Pode ser olhado como um modelo ultra-sofisticado de enoturismo, ou até como mirabolante interpretação do conceito de terroir, mas a componente vitícola que acolhe o projecto para o novo terminal internacional do Aeroporto de Florença, na Toscana, tem, sobretudo, uma virtude. Vai focar ainda mais os holofotes nos vinhos da região e reforçar a importância estratégica do enoturismo para o futuro do sector.

Se é um acaso, se foi assim pensado e planeado, ou trata-se tão-só de um rasgo visionário dos projectistas, não é o mais importante. É bem visto, e isso obriga-nos a pensar também um pouco sobre a forma como por cá deveríamos olhar para a evolução do enoturismo.

Num ápice, com a bênção dos turistas, representa em Portugal já mais de 20% da facturação global do sector vitivinícola, mas tudo é ainda olhado apenas como uma agradável surpresa. Nem temos sequer legislação que enquadre a actividade, muito menos estratégia, projectos ou planeamento. É, por enquanto, um mundo dos produtores, da iniciativa das quintas e herdades onde o fenómeno se fecha, mas falho de qualquer linha de rumo ou visão estratégica global. A começar pelos acessos, que é, afinal, por onde chegam os turistas.


(imagem de projecto: Rafael Viñoly Architects)

E nem é preciso elaborar muito ou pensar em aterragens nas vinhas. Basta olhar para o coração do Douro, o desleixo burocrático com que é olhada a sua principal artéria, a marginal entre Régua e Pinhão ou a ferrovia que pousa sobre a margem oposta. Com o fenómeno dos turistas, estes percursos já não são mais um qualquer pedaço da linha do Douro ou da paupérrima rede viária secundária.

São o centro nevrálgico da região vinhateira que está mundialmente na moda. Os boulevard de acesso às vinhas, adegas, quintas e paisagens que turistas de todo o mundo anseiam visitar, mas onde não é cómodo nem fácil circular. Muito menos ainda quando o objectivo é desfrutar da paisagem, vivenciar o local. Com excepção de um pequeno oásis de arranjo e ordenamento, à boleia do cais de Folgosa, a estrada não tem bermas, marcações, pontos de paragem ou aparcamento. Um susto para quem arrisque viajar de noite, para já não falar dos riscos de derrocadas que frequentemente condicionam a circulação.

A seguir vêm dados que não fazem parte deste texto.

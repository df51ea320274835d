//
// Copyright 2025-2026 Hans W. Uhlig. All Rights Reserved.
//
// Licensed under the Apache License, Version 2.0 (the "License");
// you may not use this file except in compliance with the License.
// You may obtain a copy of the License at
//
//      http://www.apache.org/licenses/LICENSE-2.0
//
// Unless required by applicable law or agreed to in writing, software
// distributed under the License is distributed on an "AS IS" BASIS,
// WITHOUT WARRANTIES OR CONDITIONS OF ANY KIND, either express or implied.
// See the License for the specific language governing permissions and
// limitations under the License.
//

//! Systems driven once per tick by the world context

mod command;
pub mod features;
mod movement;
mod sync;
mod targeting;

pub use command::*;
pub use features::{FeatureKind, FeatureModule, FeatureTimer};
pub use movement::*;
pub use sync::*;
pub use targeting::*;

use crate::config::Configuration;
use crate::ecs::components::{Companion, CompanionError, Position};
use crate::ecs::{EcsEntity, GameWorld, Terrain};
use hecs::{Component, Ref, RefMut};
use rand::rngs::StdRng;

/// Everything a per-companion step may touch
pub struct TickContext<'a> {
    pub world: &'a mut GameWorld,
    pub config: &'a Configuration,
    pub terrain: &'a dyn Terrain,
    pub rng: &'a mut StdRng,
}

pub(crate) fn component<T: Component>(
    world: &GameWorld,
    entity: EcsEntity,
) -> Result<Ref<'_, T>, CompanionError> {
    if !world.contains(entity) {
        return Err(CompanionError::NoSuchEntity(entity));
    }
    world
        .get::<&T>(entity)
        .map_err(|_| CompanionError::missing::<T>(entity))
}

pub(crate) fn component_mut<T: Component>(
    world: &GameWorld,
    entity: EcsEntity,
) -> Result<RefMut<'_, T>, CompanionError> {
    if !world.contains(entity) {
        return Err(CompanionError::NoSuchEntity(entity));
    }
    world
        .get::<&mut T>(entity)
        .map_err(|_| CompanionError::missing::<T>(entity))
}

pub(crate) fn position_of(world: &GameWorld, entity: EcsEntity) -> Result<Position, CompanionError> {
    component::<Position>(world, entity).map(|p| *p)
}

pub(crate) fn companion_of(
    world: &GameWorld,
    entity: EcsEntity,
) -> Result<Ref<'_, Companion>, CompanionError> {
    component::<Companion>(world, entity)
}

E isto perdura quando a estrada já foi considerada pelos mais influentes meios como a mais bela do mundo para jornadas turísticas, quando quintas como Seixo, São Luís, Tedo, Pôpa ou Bonfim – só para citar algumas – investiram fortemente nos seus projectos de enoturismo e onde se concentra também já um punhado de restaurantes gastronómicos, três deles com chefes Michelin.

Pior ainda com a via-férrea. Abandonada décadas a fio, a circulação é errática e não é possível sequer programar qualquer visita pelas históricas quintas que deveria servir. Pior ainda: quando projectos enoturísticos,​ com o suporte de operadores como a Quinta do Crasto e a Quinta Nova de Nossa Senhora do Carmo, quiseram englobar ferrovia e o apeadeiro do Ferrão, não foram autorizados. O investimento ali feito está, literalmente, ao abandono!

Tudo isto mostra como seria útil e vantajoso que se pensasse a sério e de forma abrangente numa estratégia para o enoturismo. Já não é coisa de localismos, visões parcelares ou de curto prazo. É o mundo inteiro e uma actividade em frenético crescimento e cada vez mais importante para as receitas públicas que o reclamam.

E nem é preciso olhar para a Toscana. Ver como nas últimas décadas do século passado se tornou no destino de ouro do turismo mundial, cenário dos mais variados filmes, destino de sonho de todos os viajantes. E com isso a fama, prestígio e preços galopantes dos seus vinhos, um caminho que, pelo menos para o Douro, já é mais ou menos incontornável.

É, pois, urgente criar condições para que os turistas lá possam "aterrar". E é isso que metaforicamente sugere o arrojado design projecto para o aeroporto de Florença, que prevê a criação de uma vinha na cobertura do seu novo terminal.

Sim, um telhado verde, que será nada menos que uma vinha com 7,6 hectares. O projecto detalha que serão 38 fileiras de videiras, estão já calculados todos os desafios que coloca o seu cultivo e irrigação e contratado o viticultor que vai produzir os vinhos. E passa não só pelo telhado, já sob a aerogare será também instalada a adega e caves para o envelhecimento dos vinhos. A ver vamos se este se mostrará também como um terroir único.